§ **Saved data entries**:
----

use std::path::{Path, PathBuf};

use anyhow::{Context, Result};
use serde::{Deserialize, Serialize};

use crate::db::{DbError, DbResult};

/// Default number of rows grouped into one write transaction during bulk ingest.
pub const DEFAULT_BATCH_SIZE: usize = 1000;

/// Construction-time configuration for a [`crate::db::Catalog`].
#[derive(Debug, Clone, Serialize, Deserialize, PartialEq, Eq)]
pub struct CatalogConfig {
    /// Path to the catalog database file. Required.
    pub path: PathBuf,
    /// Rows per write transaction. Smaller favors atomicity, larger favors throughput.
    #[serde(default = "default_batch_size")]
    pub batch_size: usize,
}

fn default_batch_size() -> usize {
    DEFAULT_BATCH_SIZE
}

impl CatalogConfig {
    pub fn new(path: impl Into<PathBuf>, batch_size: usize) -> Self {
        Self { path: path.into(), batch_size }
    }

    /// Reject configurations that must never reach storage.
    pub fn validate(&self) -> DbResult<()> {
        if self.path.as_os_str().to_string_lossy().trim().is_empty() {
            return Err(DbError::Config("'path' is required".into()));
        }
        if self.batch_size == 0 {
            return Err(DbError::Config("'batch_size' must be a positive integer".into()));
        }
        Ok(())
    }
}

/// Load a catalog config from a JSON file.
///
/// A relative `path` inside the file is resolved against the file's directory.
pub fn load_catalog_config(file: &Path) -> Result<CatalogConfig> {
    let body = std::fs::read_to_string(file)
        .with_context(|| format!("Failed to read catalog config at {}", file.display()))?;
    let mut config: CatalogConfig =
        serde_json::from_str(&body).context("Failed to parse catalog config JSON")?;
    if config.path.is_relative() && !config.path.as_os_str().is_empty() {
        if let Some(dir) = file.parent() {
            config.path = dir.join(&config.path);
        }
    }
    Ok(config)
}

----

§ **What needs to be done**:
Your task is to repeat each of the records above exactly.

§ **Written solution**:
use std::path::{Path, PathBuf};

use anyhow::{Context, Result};
use serde::{Deserialize, Serialize};

use crate::db::{DbError, DbResult};

/// Default number of rows grouped into one write transaction during bulk ingest.
pub const DEFAULT_BATCH_SIZE: usize = 1000;

/// Construction-time configuration for a [`crate::db::Catalog`].
#[derive(Debug, Clone, Serialize, Deserialize, PartialEq, Eq)]
pub struct CatalogConfig {
    /// Path to the catalog database file. Required.
    pub path: PathBuf,
    /// Rows per write transaction. Smaller favors atomicity, larger favors throughput.
    #[serde(default = "default_batch_size")]
    pub batch_size: usize,
}

fn default_batch_size() -> usize {
    DEFAULT_BATCH_SIZE
}

impl CatalogConfig {
    pub fn new(path: impl Into<PathBuf>, batch_size: usize) -> Self {
        Self { path: path.into(), batch_size }
    }

    /// Reject configurations that must never reach storage.
    pub fn validate(&self) -> DbResult<()> {
        if self.path.as_os_str().to_string_lossy().trim().is_empty() {
            return Err(DbError::Config("'path' is required".into()));
        }
        if self.batch_size == 0 {
            return Err(DbError::Config("'batch_size' must be a positive integer".into()));
        }
        Ok(())
    }
}

/// Load a catalog config from a JSON file.
///
/// A relative `path` inside the file is resolved against the file's directory.
pub fn load_catalog_config(file: &Path) -> Result<CatalogConfig> {
    let body = std::fs::read_to_string(file)
        .with_context(|| format!("Failed to read catalog config at {}", file.display()))?;
    let mut config: CatalogConfig =
        serde_json::from_str(&body).context("Failed to parse catalog config JSON")?;
    if config.path.is_relative() && !config.path.as_os_str().is_empty() {
        if let Some(dir) = file.parent() {
            config.path = dir.join(&config.path);
        }
    }
    Ok(config)
}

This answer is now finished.